Nohl Fellows
Artists probe transracial adoption, visual perception in Haggerty Museum show
Where you stand affects what you can see. The work by this year’s Nohl Fellows on display at the Haggerty Museum of Art explores perceptions both inward and outward. Each year The Greater Milwaukee Foundation’s Mary L. Nohl Fund grants no-strings-attached monetary awards to two established and three emerging artists. The annual Nohl Fellowship show exhibits work from recipients of that year’s prestigious awards to emerging and established artists. The exhibition is on view at the Haggerty Museum of Art on the Marquette University campus through Sept. 17.
Deeply personal works by Brooke Thiele and Rose Curley are autobiographical, both chronicling their transracial adoptions. Their works of varying media offer emotional reflections on understanding their own identities.

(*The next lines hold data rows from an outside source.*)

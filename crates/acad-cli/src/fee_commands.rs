use crate::commands::to_output;
use crate::error::Result as CliResult;
use crate::fees::{collect_payment, find_student_due};
use crate::session::AppContext;

use acad_core::{FeeFollowUpForm, PaymentCollection};

use chrono::NaiveDate;
use clap::Subcommand;
use serde_json::Value;

#[derive(Subcommand)]
pub enum FeeCommands {
    /// Students with outstanding admission fees
    Dues,

    /// Payment and follow-up history of a student
    History {
        student_id: String,
    },

    /// Record a follow-up about dues
    FollowUp {
        student_id: String,

        #[arg(long)]
        note: String,

        /// Next follow-up date (YYYY-MM-DD)
        #[arg(long)]
        next: Option<NaiveDate>,
    },

    /// Collect a payment (must not exceed the due amount)
    Collect {
        student_id: String,

        #[arg(long)]
        amount: f64,

        /// Payment method (cash, bank, mobile banking, ...)
        #[arg(long)]
        method: Option<String>,

        /// Next payment date (YYYY-MM-DD)
        #[arg(long)]
        next: Option<NaiveDate>,

        #[arg(long)]
        note: Option<String>,
    },
}

impl FeeCommands {
    pub(crate) async fn run(self, ctx: &mut AppContext) -> CliResult<Value> {
        ctx.require_fee_collector()?;

        match self {
            FeeCommands::Dues => to_output(&ctx.client.get_students_with_dues().await?),
            FeeCommands::History { student_id } => {
                Ok(ctx.client.get_student_history(&student_id).await?)
            }
            FeeCommands::FollowUp {
                student_id,
                note,
                next,
            } => {
                let form = FeeFollowUpForm {
                    note,
                    next_follow_up_date: next,
                };
                Ok(ctx.client.add_follow_up(&student_id, &form).await?)
            }
            FeeCommands::Collect {
                student_id,
                amount,
                method,
                next,
                note,
            } => {
                let payment = PaymentCollection {
                    collecting_amount: amount,
                    payment_method: method,
                    next_payment_date: next,
                    note,
                };
                let student = find_student_due(&ctx.client, &student_id).await?;
                Ok(collect_payment(&ctx.client, &ctx.guards.payment, &student, &payment).await?)
            }
        }
    }
}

Curley is finishing a graphic novel about her transracial adoption and race in America. She shares excerpts of text and images from her book along with her research and personal mementos.
A screenplay-type written outline for the book is tacked along the wall, illuminating the significance of photos and notes on view in glass display cases.

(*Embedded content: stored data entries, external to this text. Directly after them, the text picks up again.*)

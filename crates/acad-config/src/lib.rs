mod api_config;
mod config;
mod error;
mod log_level;
mod logging_config;
mod polling_config;
mod session_config;

#[cfg(test)]
mod tests;

pub use api_config::{ApiConfig, ApiMode};
pub use config::Config;
pub use error::{ConfigError, ConfigErrorResult};
pub use log_level::LogLevel;
pub use logging_config::LoggingConfig;
pub use polling_config::PollingConfig;
pub use session_config::SessionConfig;

const CONFIG_DIR_ENV: &str = "ACAD_CONFIG_DIR";
const CONFIG_DIR_NAME: &str = ".acad";
const CONFIG_FILE_NAME: &str = "config.toml";

const DEFAULT_DEVELOPMENT_URL: &str = "http://localhost:5000/api";
const DEFAULT_PRODUCTION_URL: &str = "https://api.academy-desk.app/api";
const DEFAULT_TOKEN_FILE: &str = "session.token";
const DEFAULT_LOG_LEVEL_STRING: &str = "info";
const DEFAULT_LOG_LEVEL: log::LevelFilter = log::LevelFilter::Info;
const DEFAULT_LOG_DIRECTORY: &str = "log";

// Polling floors: conversations every 5s, open thread every 3s
pub const MIN_CONVERSATIONS_POLL_SECS: u64 = 5;
pub const MIN_MESSAGES_POLL_SECS: u64 = 3;
pub const MAX_POLL_SECS: u64 = 300;
use crate::submit_guard::SubmitGuard;
use crate::{Client, ClientError, ClientResult};

use acad_core::{PaymentCollection, StudentDue};

use log::info;
use serde_json::Value;

/// Collect a payment against a student's outstanding balance.
///
/// The amount must be positive and no larger than the current due amount;
/// anything else is rejected before a request is made. The server stays the
/// authority on the resulting balance.
///
/// The idempotency key covers the balance seen before submitting, so a
/// resent payment repeats its key while a later equal installment does not.
pub async fn collect_payment(
    client: &Client,
    guard: &SubmitGuard,
    student: &StudentDue,
    payment: &PaymentCollection,
) -> ClientResult<Value> {
    payment.validate_against(student)?;
    let _permit = guard.try_acquire()?;

    let balance = format!("{:.2}", student.due_amount);
    let response = client
        .submit_fee_payment(&student.id, payment, &balance)
        .await?;

    info!(
        "Collected {:.2} from {} (due was {:.2})",
        payment.collecting_amount, student.student_name, student.due_amount
    );

    Ok(response)
}

/// Look up a student in the dues list
pub async fn find_student_due(client: &Client, student_id: &str) -> ClientResult<StudentDue> {
    client
        .get_students_with_dues()
        .await?
        .into_iter()
        .find(|student| student.id == student_id)
        .ok_or_else(|| {
            ClientError::api_error(
                404,
                "NOT_FOUND".to_string(),
                format!("no outstanding dues for student {student_id}"),
            )
        })
}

A photograph of two women and a newborn sticks out. One of the women, with long flowing hair, is propped up in a hospital bed. The other woman sits next to her holding the baby. From reading the pages hung on the walls, we find out the two women are Curley’s birth and adoptive mothers. She’s the child.
Curley had seen a cropped version of the image of her as a baby with her adoptive mother before. It wasn’t until she found the photograph’s negative that she saw the full image.

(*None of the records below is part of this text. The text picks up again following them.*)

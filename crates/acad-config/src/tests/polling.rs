use crate::tests::{EnvGuard, setup_config_dir};
use crate::{Config, MIN_CONVERSATIONS_POLL_SECS, MIN_MESSAGES_POLL_SECS, PollingConfig};

use std::time::Duration;

use googletest::assert_that;
use googletest::prelude::{anything, contains_substring, err, ok};
use serial_test::serial;

#[test]
fn test_default_intervals_are_the_floors() {
    let config = PollingConfig::default();
    assert_eq!(config.conversations_interval(), Duration::from_secs(5));
    assert_eq!(config.messages_interval(), Duration::from_secs(3));
}

#[test]
fn test_intervals_never_go_below_floor() {
    let config = PollingConfig {
        conversations_secs: 1,
        messages_secs: 0,
    };
    assert_eq!(
        config.conversations_interval(),
        Duration::from_secs(MIN_CONVERSATIONS_POLL_SECS)
    );
    assert_eq!(
        config.messages_interval(),
        Duration::from_secs(MIN_MESSAGES_POLL_SECS)
    );
}

#[test]
#[serial]
fn given_messages_interval_below_floor_when_validate_then_error() {
    // Given
    let (_temp, _guard) = setup_config_dir();
    let _secs = EnvGuard::set("ACAD_POLL_MESSAGES_SECS", "1");

    // When
    let config = Config::load().unwrap();
    let result = config.validate();

    // Then
    assert_that!(result, err(anything()));
    let err_msg = result.unwrap_err().to_string();
    assert_that!(err_msg, contains_substring("polling.messages_secs"));
}

#[test]
#[serial]
fn given_slower_polling_when_validate_then_ok() {
    // Given
    let (_temp, _guard) = setup_config_dir();
    let _secs = EnvGuard::set("ACAD_POLL_CONVERSATIONS_SECS", "30");

    // When
    let config = Config::load().unwrap();
    let result = config.validate();

    // Then
    assert_that!(result, ok(anything()));
}

#[test]
#[serial]
fn given_interval_above_max_when_validate_then_error() {
    // Given
    let (_temp, _guard) = setup_config_dir();
    let _secs = EnvGuard::set("ACAD_POLL_CONVERSATIONS_SECS", "3600");

    // When
    let config = Config::load().unwrap();
    let result = config.validate();

    // Then
    assert_that!(result, err(anything()));
}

Curley started creating the book four years ago while in graduate school and is on a slow, steady pace toward completing it. She teased the completed story in the exhibition catalog, writing that her story is about “becoming aware of what it means to be Black in America, the invisibility of whiteness, the absurd nature of perception versus reality, and the inevitable need to search for truth in a sea of lies.”
Thiele, in “The Fall to a Sea Called Home,” expresses her complex emotions about growing up as a Korean child in Green Bay with white parents by blending Korean and American cultural elements.
Stepping behind the curtain into her multimedia installation allows viewers inside her life, even if just for a few moments. On view is a traditional Hanbok dress Thiele sewed out of denim. Viewers listen to Thiele singing in Pansori style but speak her adoption story in English. By fusing these two facets of her identity together, Thiele shows how she never felt fully Korean and never fully American.
Thiele will perform Pansori excerpts from “The Fall to a Sea Called Home” at 6 p.m. July 20 at the Haggerty.
Works from the other three Nohl winners, Joseph Mougel, Robin Jebavy and Jesse McLean, test our perspective in visual ways.
Mougel, a photographer, challenges what it means to know a place using images taken from Google Earth. He juxtaposed the digital images with historic, composed images of the American West.
Jebavy’s paintings feel like looking through a kaleidoscope. At first, there’s a wonderful wash of shapes and color. With further study the glassware pieces – cups, bowls, plates – that constitute the image emerge. She wrote in the catalog that her art is”a reference to our fragile and often precarious human condition – to ask questions about our intimate relationship with the external world.”
The mediated experience and how it influences our perceptions are at the core of McLean’s work. Spam emails read aloud are paired with collaged video sequences in “Wherever You Go, There We Are.” In “Climbing” a cursor ascends an insurmountable mountain.